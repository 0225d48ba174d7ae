//! HTML parsing for the HTTP executor
//!
//! Extracts the page title and the links to follow:
//! - `<a href="...">` tags (except those with `download`)
//! - `<link rel="canonical" href="...">`
//!
//! `javascript:`, `mailto:`, `tel:`, `data:` and fragment-only hrefs are
//! ignored. Every kept link is resolved against the page URL and normalized.

use crate::url::normalize_url;
use scraper::{Html, Selector};
use std::collections::HashSet;
use url::Url;

/// Extracted information from an HTML page
#[derive(Debug, Clone)]
pub struct ParsedPage {
    pub title: Option<String>,
    /// Normalized absolute URLs, first occurrence order, no duplicates
    pub links: Vec<String>,
}

/// Parses HTML content and extracts the title and links
///
/// # Example
///
/// ```
/// use spider_core::executor::parse_html;
/// use url::Url;
///
/// let html = r#"<html><head><title>Test</title></head><body><a href="/page/">Link</a></body></html>"#;
/// let base_url = Url::parse("https://example.com/").unwrap();
/// let parsed = parse_html(html, &base_url);
/// assert_eq!(parsed.title, Some("Test".to_string()));
/// assert_eq!(parsed.links, vec!["https://example.com/page".to_string()]);
/// ```
pub fn parse_html(html: &str, base_url: &Url) -> ParsedPage {
    let document = Html::parse_document(html);
    ParsedPage {
        title: extract_title(&document),
        links: collect_links(&document, base_url),
    }
}

/// Convenience wrapper returning only the links
pub fn extract_links(html: &str, base_url: &Url) -> Vec<String> {
    parse_html(html, base_url).links
}

fn extract_title(document: &Html) -> Option<String> {
    let selector = Selector::parse("title").ok()?;
    document
        .select(&selector)
        .next()
        .map(|element| element.text().collect::<String>().trim().to_string())
        .filter(|s| !s.is_empty())
}

fn collect_links(document: &Html, base_url: &Url) -> Vec<String> {
    let mut seen = HashSet::new();
    let mut links = Vec::new();

    let mut push = |href: &str| {
        if let Some(url) = resolve_link(href, base_url) {
            if seen.insert(url.clone()) {
                links.push(url);
            }
        }
    };

    if let Ok(selector) = Selector::parse("a[href]") {
        for element in document.select(&selector) {
            if element.value().attr("download").is_some() {
                continue;
            }
            if let Some(href) = element.value().attr("href") {
                push(href);
            }
        }
    }

    if let Ok(selector) = Selector::parse("link[rel='canonical'][href]") {
        for element in document.select(&selector) {
            if let Some(href) = element.value().attr("href") {
                push(href);
            }
        }
    }

    links
}

/// Resolves an href to a normalized absolute HTTP(S) URL
fn resolve_link(href: &str, base_url: &Url) -> Option<String> {
    let href = href.trim();
    if href.is_empty() || href.starts_with('#') {
        return None;
    }

    let lower = href.to_ascii_lowercase();
    if ["javascript:", "mailto:", "tel:", "data:"]
        .iter()
        .any(|scheme| lower.starts_with(scheme))
    {
        return None;
    }

    let absolute = base_url.join(href).ok()?;
    normalize_url(absolute.as_str()).ok().map(|u| u.to_string())
}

- - - - - - -

▶ Problem description
The full set of records, transcribed exactly, is the answer.

▶ The completed task
repository 0225d48ba174d7ae
//! HTML parsing for the HTTP executor
//!
//! Extracts the page title and the links to follow:
//! - `<a href="...">` tags (except those with `download`)
//! - `<link rel="canonical" href="...">`
//!
//! `javascript:`, `mailto:`, `tel:`, `data:` and fragment-only hrefs are
//! ignored. Every kept link is resolved against the page URL and normalized.

use crate::url::normalize_url;
use scraper::{Html, Selector};
use std::collections::HashSet;
use url::Url;

/// Extracted information from an HTML page
#[derive(Debug, Clone)]
pub struct ParsedPage {
    pub title: Option<String>,
    /// Normalized absolute URLs, first occurrence order, no duplicates
    pub links: Vec<String>,
}

/// Parses HTML content and extracts the title and links
///
/// # Example
///
/// ```
/// use spider_core::executor::parse_html;
/// use url::Url;
///
/// let html = r#"<html><head><title>Test</title></head><body><a href="/page/">Link</a></body></html>"#;
/// let base_url = Url::parse("https://example.com/").unwrap();
/// let parsed = parse_html(html, &base_url);
/// assert_eq!(parsed.title, Some("Test".to_string()));
/// assert_eq!(parsed.links, vec!["https://example.com/page".to_string()]);
/// ```
pub fn parse_html(html: &str, base_url: &Url) -> ParsedPage {
    let document = Html::parse_document(html);
    ParsedPage {
        title: extract_title(&document),
        links: collect_links(&document, base_url),
    }
}

/// Convenience wrapper returning only the links
pub fn extract_links(html: &str, base_url: &Url) -> Vec<String> {
    parse_html(html, base_url).links
}

fn extract_title(document: &Html) -> Option<String> {
    let selector = Selector::parse("title").ok()?;
    document
        .select(&selector)
        .next()
        .map(|element| element.text().collect::<String>().trim().to_string())
        .filter(|s| !s.is_empty())
}

fn collect_links(document: &Html, base_url: &Url) -> Vec<String> {
    let mut seen = HashSet::new();
    let mut links = Vec::new();

    let mut push = |href: &str| {
        if let Some(url) = resolve_link(href, base_url) {
            if seen.insert(url.clone()) {
                links.push(url);
            }
        }
    };

    if let Ok(selector) = Selector::parse("a[href]") {
        for element in document.select(&selector) {
            if element.value().attr("download").is_some() {
                continue;
            }
            if let Some(href) = element.value().attr("href") {
                push(href);
            }
        }
    }

    if let Ok(selector) = Selector::parse("link[rel='canonical'][href]") {
        for element in document.select(&selector) {
            if let Some(href) = element.value().attr("href") {
                push(href);
            }
        }
    }

    links
}

/// Resolves an href to a normalized absolute HTTP(S) URL
fn resolve_link(href: &str, base_url: &Url) -> Option<String> {
    let href = href.trim();
    if href.is_empty() || href.starts_with('#') {
        return None;
    }

    let lower = href.to_ascii_lowercase();
    if ["javascript:", "mailto:", "tel:", "data:"]
        .iter()
        .any(|scheme| lower.starts_with(scheme))
    {
        return None;
    }

    let absolute = base_url.join(href).ok()?;
    normalize_url(absolute.as_str()).ok().map(|u| u.to_string())
}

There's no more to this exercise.